Saturday 29 November 2014

The 'Today' Christmas guest editors 2014

Waking up this morning, the fifth most important story in the world - according to the BBC News website - was Lenny Henry to guest edit R4's Today

I'm guessing that someone important must have already noticed that this might be seen as naval-gazing and inappropriate (given all the more important news stories around this morning) so, in the last hour, the story has plummeted to 12th place. 

Still, the angle the BBC News website chose in reporting the story is interesting. Its focus, via that headline, is on Lenny Henry - the famous comedian who hit the headlines recently with his complaints about the BBC's treatment of black people. 

The more high-minded Independent, in contrast, takes the intellectual high road and goes with "John Bercow joins Lady Butler-Sloss and Lenny Henry as Today programme guest editors", as does the Telegraph which places its cast-list in the following order: John Bercow, Mervyn King, Lenny Henry, Tracey Thorn and Baroness Butler Sloss.

Is this an example of the BBC dumbing-down by pushing the famous celebrity among the Today Christmas guest editor list? Or is it the BBC prioritising the race angle - like the Guardian, whose headline is Lenny Henry to explore racial diversity as guest editor of Today programme?

...and, of course, much the same question may be asked of Today editor Jamie Angus for choosing Lenny in the first place.

John Bercow is going to focus on democracy and tennis, talking to Aung San Suu Kyi and Wikipedia founder Jimmy Wales. He'll also get to interview his hero Roger Federer.

Lord King is going to go back to his old school, commemorate the bicentenary of the Battle of Waterloo and debate whether German footballers are cleverer than their English counterparts.

Lady Butler Sloss will focus on the status of Gibraltar, the public's “misunderstanding” of the countryside, and look at the stresses and strains of being a parish priest.

Lenny Henry will, in the Telegraph's words, "investigate diversity in broadcasting, business and sport, as well as interviewing individuals who helped to break down racial barriers a generation ago."

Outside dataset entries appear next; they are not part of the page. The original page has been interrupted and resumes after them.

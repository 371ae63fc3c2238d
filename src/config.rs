use anyhow::{Context, Result};
use serde::Deserialize;
use std::path::Path;

#[derive(Debug, Deserialize, Clone, Default)]
pub struct Config {
    #[serde(default)]
    pub general: GeneralConfig,
    #[serde(default)]
    pub quote: QuoteConfig,
    #[serde(default)]
    pub weather: WeatherConfig,
    #[serde(default)]
    pub countdown: CountdownConfig,
    #[serde(default)]
    pub telegram: TelegramConfig,
}

#[derive(Debug, Deserialize, Clone, Default)]
pub struct GeneralConfig {
    /// Recipient name used in the greeting
    #[serde(default)]
    pub name: String,
}

#[derive(Debug, Deserialize, Clone, Default)]
pub struct QuoteConfig {
    #[serde(default)]
    pub api_key: String,
    #[serde(default)]
    pub base_url: String,
}

impl QuoteConfig {
    /// Returns the configured base_url, or the API Ninjas endpoint when unset.
    pub fn effective_base_url(&self) -> &str {
        if self.base_url.is_empty() {
            "https://api.api-ninjas.com/v1"
        } else {
            self.base_url.trim_end_matches('/')
        }
    }
}

#[derive(Debug, Deserialize, Clone, Default)]
pub struct WeatherConfig {
    #[serde(default)]
    pub api_key: String,
    #[serde(default)]
    pub latitude: String,
    #[serde(default)]
    pub longitude: String,
    #[serde(default)]
    pub base_url: String,
}

impl WeatherConfig {
    /// Returns the configured base_url, or the OpenWeatherMap endpoint when unset.
    pub fn effective_base_url(&self) -> &str {
        if self.base_url.is_empty() {
            "https://api.openweathermap.org/data/2.5"
        } else {
            self.base_url.trim_end_matches('/')
        }
    }
}

#[derive(Debug, Deserialize, Clone, Default)]
pub struct CountdownConfig {
    /// Target date, `YYYY-MM-DD`
    #[serde(default)]
    pub end_date: String,
    #[serde(default)]
    pub event: String,
}

#[derive(Debug, Deserialize, Clone, Default)]
pub struct TelegramConfig {
    #[serde(default)]
    pub bot_token: String,
    #[serde(default)]
    pub chat_id: String,
    #[serde(default)]
    pub api_base: String,
}

impl TelegramConfig {
    pub fn effective_api_base(&self) -> &str {
        if self.api_base.is_empty() {
            "https://api.telegram.org"
        } else {
            self.api_base.trim_end_matches('/')
        }
    }

    /// The sendMessage webhook. The token is not checked here; a bad or
    /// missing token shows up as an HTTP failure on send.
    pub fn send_message_url(&self) -> String {
        format!(
            "{}/bot{}/sendMessage",
            self.effective_api_base(),
            self.bot_token
        )
    }
}

impl Config {
    pub fn load(path: &Path) -> Result<Self> {
        let content = std::fs::read_to_string(path)
            .with_context(|| format!("Failed to read config file: {}", path.display()))?;
        Self::parse(&content)
            .with_context(|| format!("Failed to parse config file: {}", path.display()))
    }

    pub fn parse(content: &str) -> Result<Self> {
        let config: Config = toml::from_str(content)?;
        Ok(config)
    }
}
use leptos::prelude::*;

/// 加载器运行期间覆盖内容区的转圈
#[component]
pub fn LoaderOverlay() -> impl IntoView {
    view! {
        <div class="flex items-center justify-center min-h-[40vh]" aria-busy="true">
            <span class="loading loading-spinner loading-lg text-primary"></span>
        </div>
    }
}

/// 行内的小号转圈，可附带说明文字
#[component]
pub fn Spinner(#[prop(optional, into)] label: String) -> impl IntoView {
    view! {
        <div class="flex items-center gap-3 text-base-content/70">
            <span class="loading loading-spinner loading-md text-primary"></span>
            <span>{label}</span>
        </div>
    }
}
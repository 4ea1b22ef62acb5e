//! 首页的 AI 导览入口
//!
//! 先尝试定位并直接取回导览，再带着结果跳转；定位或请求失败时改为让用户输入城市。

use eventspark::guide::{MANUAL_CITY_PROMPT, fetch_by_coords, manual_city_path};
use eventspark::log_warn;
use leptos::prelude::*;
use leptos::task::spawn_local;

use crate::api::use_api;
use crate::web::current_position;
use crate::web::router::use_router;

#[component]
pub fn GuideCta() -> impl IntoView {
    let api = use_api();
    let router = use_router();

    let (loading, set_loading) = signal(false);
    let (show_city_prompt, set_show_city_prompt) = signal(false);
    let (manual_city, set_manual_city) = signal(String::new());

    let request_city_guide = move |_| {
        set_show_city_prompt.set(false);
        set_loading.set(true);

        let api = api.clone();
        spawn_local(async move {
            let options = api.config().guide_geolocation;
            let guide = match current_position(&options).await {
                Ok(coords) => fetch_by_coords(&api, coords)
                    .await
                    .map_err(|e| log_warn!("[guide] lookup by coordinates failed: {}", e))
                    .ok(),
                Err(e) => {
                    log_warn!("[guide] geolocation failed: {}", e);
                    None
                }
            };

            set_loading.set(false);
            match guide {
                Some(guide) => router.navigate_with_guide(guide),
                None => set_show_city_prompt.set(true),
            }
        });
    };

    let on_manual_submit = move |ev: web_sys::SubmitEvent| {
        ev.prevent_default();
        if let Some(path) = manual_city_path(&manual_city.get()) {
            router.navigate(&path);
        }
    };

    view! {
        <div class="flex flex-col items-center gap-3 w-full">
            <button
                class="btn btn-lg rounded-2xl border-0 text-white font-bold bg-gradient-to-r from-purple-900 via-pink-500 to-indigo-900 shadow-lg"
                on:click=request_city_guide
                disabled=move || loading.get()
            >
                "✨ Explore with AI Guide ✨"
            </button>

            <Show when=move || show_city_prompt.get()>
                <div class="mt-4 w-full max-w-md rounded-2xl border border-white/20 bg-white/10 p-4 text-left">
                    <p class="text-sm md:text-base mb-3">{MANUAL_CITY_PROMPT}</p>
                    <form class="flex items-center gap-2" on:submit=on_manual_submit>
                        <input
                            type="text"
                            placeholder="e.g., Delhi"
                            class="input input-bordered input-sm w-full text-base-content"
                            prop:value=manual_city
                            on:input=move |ev| set_manual_city.set(event_target_value(&ev))
                        />
                        <button type="submit" class="btn btn-secondary btn-sm">"Explore"</button>
                    </form>
                </div>
            </Show>

            <Show when=move || loading.get()>
                <p class="text-sm opacity-90">"Summoning your AI guide…"</p>
            </Show>
        </div>
    }
}
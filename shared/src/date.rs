//! 活动时间模块
//!
//! 后端以 ISO 8601 字符串传输时间，本模块负责：
//! - `EventDate`: 解析后的 UTC 时间，可排序、可格式化展示
//! - `local_input_to_iso`: 把 `datetime-local` 表单值转换为带毫秒的 UTC ISO 字符串

use chrono::{DateTime, Local, NaiveDate, NaiveDateTime, SecondsFormat, TimeZone, Utc};
use std::fmt;

// =========================================================
// EventDate
// =========================================================

#[derive(Debug, Clone, Copy, PartialEq, Eq, PartialOrd, Ord)]
pub struct EventDate(DateTime<Utc>);

impl EventDate {
    /// 宽松解析：RFC 3339，缺少时区的 `YYYY-MM-DDTHH:MM[:SS]`（按 UTC），以及纯日期
    pub fn parse(raw: &str) -> Option<Self> {
        let raw = raw.trim();
        if raw.is_empty() {
            return None;
        }

        if let Ok(dt) = DateTime::parse_from_rfc3339(raw) {
            return Some(Self(dt.with_timezone(&Utc)));
        }

        for fmt in ["%Y-%m-%dT%H:%M:%S%.f", "%Y-%m-%dT%H:%M"] {
            if let Ok(naive) = NaiveDateTime::parse_from_str(raw, fmt) {
                return Some(Self(naive.and_utc()));
            }
        }

        NaiveDate::parse_from_str(raw, "%Y-%m-%d")
            .ok()
            .and_then(|d| d.and_hms_opt(0, 0, 0))
            .map(|naive| Self(naive.and_utc()))
    }

    #[inline]
    pub fn as_utc(&self) -> DateTime<Utc> {
        self.0
    }

    /// 按给定时区格式化，例如 `March 5, 2025 at 7:30 PM`
    pub fn format_in<Tz: TimeZone>(&self, tz: &Tz) -> String
    where
        Tz::Offset: fmt::Display,
    {
        self.0
            .with_timezone(tz)
            .format("%B %-d, %Y at %-I:%M %p")
            .to_string()
    }
}

impl From<DateTime<Utc>> for EventDate {
    fn from(dt: DateTime<Utc>) -> Self {
        Self(dt)
    }
}

impl fmt::Display for EventDate {
    fn fmt(&self, f: &mut fmt::Formatter<'_>) -> fmt::Result {
        f.write_str(&self.format_in(&Local))
    }
}

/// 展示用：解析失败时原样返回，空值返回 `None`
pub fn display_date(raw: Option<&str>) -> Option<String> {
    let raw = raw?.trim();
    if raw.is_empty() {
        return None;
    }
    Some(
        EventDate::parse(raw)
            .map(|d| d.to_string())
            .unwrap_or_else(|| raw.to_string()),
    )
}

// =========================================================
// datetime-local 转换
// =========================================================

/// 把 `<input type="datetime-local">` 的值按 `tz` 解释后转为 UTC ISO 字符串
///
/// 夏令时重叠区间取较早的时刻；不存在的本地时间返回 `None`。
pub fn local_input_to_iso<Tz: TimeZone>(raw: &str, tz: &Tz) -> Option<String> {
    let raw = raw.trim();
    let naive = ["%Y-%m-%dT%H:%M", "%Y-%m-%dT%H:%M:%S"]
        .iter()
        .find_map(|fmt| NaiveDateTime::parse_from_str(raw, fmt).ok())?;

    let local = tz.from_local_datetime(&naive).earliest()?;
    Some(
        local
            .with_timezone(&Utc)
            .to_rfc3339_opts(SecondsFormat::Millis, true),
    )
}

#[cfg(test)]
mod tests {
    use super::*;
    use chrono::FixedOffset;

    #[test]
    fn test_parse_variants() {
        let a = EventDate::parse("2025-03-05T19:30:00.000Z").unwrap();
        let b = EventDate::parse("2025-03-05T19:30").unwrap();
        let c = EventDate::parse("2025-03-05T21:30:00+02:00").unwrap();
        assert_eq!(a, b);
        assert_eq!(a, c);
        assert!(EventDate::parse("2025-03-05").unwrap() < a);
        assert!(EventDate::parse("not a date").is_none());
        assert!(EventDate::parse("   ").is_none());
    }

    #[test]
    fn test_format_in_fixed_zone() {
        let date = EventDate::parse("2025-03-05T19:30:00Z").unwrap();
        let utc = FixedOffset::east_opt(0).unwrap();
        assert_eq!(date.format_in(&utc), "March 5, 2025 at 7:30 PM");
    }

    #[test]
    fn test_display_date_falls_back_to_raw() {
        assert_eq!(display_date(None), None);
        assert_eq!(display_date(Some("")), None);
        assert_eq!(display_date(Some("soon")).as_deref(), Some("soon"));
    }

    #[test]
    fn test_local_input_to_iso() {
        let paris = FixedOffset::east_opt(3600).unwrap();
        assert_eq!(
            local_input_to_iso("2025-03-05T19:30", &paris).as_deref(),
            Some("2025-03-05T18:30:00.000Z")
        );
        assert_eq!(
            local_input_to_iso("2025-03-05T19:30:15", &Utc).as_deref(),
            Some("2025-03-05T19:30:15.000Z")
        );
        assert_eq!(local_input_to_iso("", &Utc), None);
        assert_eq!(local_input_to_iso("tomorrow", &Utc), None);
    }
}
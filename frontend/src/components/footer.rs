use leptos::prelude::*;

#[component]
pub fn Footer() -> impl IntoView {
    let year = js_sys::Date::new_0().get_full_year();

    view! {
        <footer class="footer footer-center p-4 bg-base-300 text-base-content">
            <p>{format!("© {year} EventSpark: Light up your city life ✨")}</p>
        </footer>
    }
}
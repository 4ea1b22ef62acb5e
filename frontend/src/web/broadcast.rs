//! 认证变化广播
//!
//! 同一页面内通过自定义事件 `authchange` 通知；其他标签页依赖浏览器的
//! `storage` 事件（修改 localStorage 时只会在其他标签页触发）。

use eventspark::session::AuthBroadcast;
use eventspark_shared::{AUTH_CHANGE_EVENT, AUTH_FLAG_KEY};
use wasm_bindgen::JsCast;
use wasm_bindgen::prelude::*;
use web_sys::{Event, StorageEvent};

#[derive(Debug, Clone, Copy, Default)]
pub struct AuthChannel;

impl AuthBroadcast for AuthChannel {
    fn notify(&self) {
        let Some(window) = web_sys::window() else {
            return;
        };
        if let Ok(event) = Event::new(AUTH_CHANGE_EVENT) {
            let _ = window.dispatch_event(&event);
        }
    }
}

/// 订阅认证变化；整个应用只应调用一次
pub fn subscribe<F>(on_change: F)
where
    F: Fn() + 'static,
{
    let Some(window) = web_sys::window() else {
        return;
    };

    let closure = Closure::<dyn Fn(Event)>::new(move |event: Event| {
        // 其他键的变化与认证无关；key 为空表示整个 storage 被清空
        if let Some(storage) = event.dyn_ref::<StorageEvent>() {
            if storage.key().is_some_and(|key| key != AUTH_FLAG_KEY) {
                return;
            }
        }
        on_change();
    });

    for name in ["storage", AUTH_CHANGE_EVENT] {
        let _ = window.add_event_listener_with_callback(name, closure.as_ref().unchecked_ref());
    }

    // 泄漏闭包以保持监听器存活
    closure.forget();
}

Tracey Thorn, of Everything But The Girl fame, will, also  in the Telegraph's words, "pay homage to Kate Bush and examine how the internet can be a force for good for teenagers".

Bias-wise, what can we say? 

No much, I suppose, except that there's a clear pro-establishment bias there in that three of the guests are pillars of the British establishment: The Speaker of the House of Commons, a former Governor of the Bank of England and a former President of the High Court Family Division. 

Politically, Lenny Henry was a famous Labour luvvie from the days of Red Wedge in the '80's and was well into the Blair years. Is he still one? Tracey Thorn certainly is, and she's always banging on about how the 1980s are being misrepresented by the Tory establishment and how it should be remembered as the era of Red Wedge, so I predict that topic will also feature on her edition of the show. Former Tory MP-turned-Speaker John Bercow is famously impartial [ahem, sarcasm alert!], just as impartial as the BBC in fact (and, some think, in the same leftwards direction). Mervyn King is also considered impartial, though Labour appears to have long considered him to have Conservative leanings. Lady Butler Sloss stood for the Conservatives 55 years ago, but whether that makes her a Conservative now is another matter, particularly as she sits as a crossbencher in the House of Lords. So, that's all as clear as mud. 

No scientists, of course. Of course.

The guests and the topics they are apparently going to focus on aren't exactly ones that are setting my pulse racing. It's a safer selection than previous years. The word "worthy" springs to mind.


  1. "The status of Gibraltar". I wonder what the BBC view of that is ? Any guesses ?

  2. "The status of Gibraltar". I wonder what the BBC view of that is ? Any guesses ?

    1. At least Lady Butler Sloss is strongly supporter of Gibraltar's Britishness. She's been campaigning for the UK government to remain resolute on the issue for some time. Hopefully, she'll use her guest editorship to remind Radio 4 listeners of Gibraltar's importance as an enthusiastic British Overseas Territory.

    2. Her selection and that of King surely must be one of those typical body swerves the BBC does to "balance" out last year's PJ Harvey fiasco. They will now get complaints about being pro-Tory or pro-Establishment or whatever, and Jamie Angus and Co. can go out to dinner each night toasting to "complaints from both sides", job done. It's sad that they only do this when forced by their own mistakes.

      Lenny Henry is now the kind of token he complained about,as his selection can only be a response to his missive. Let's see what he does with it.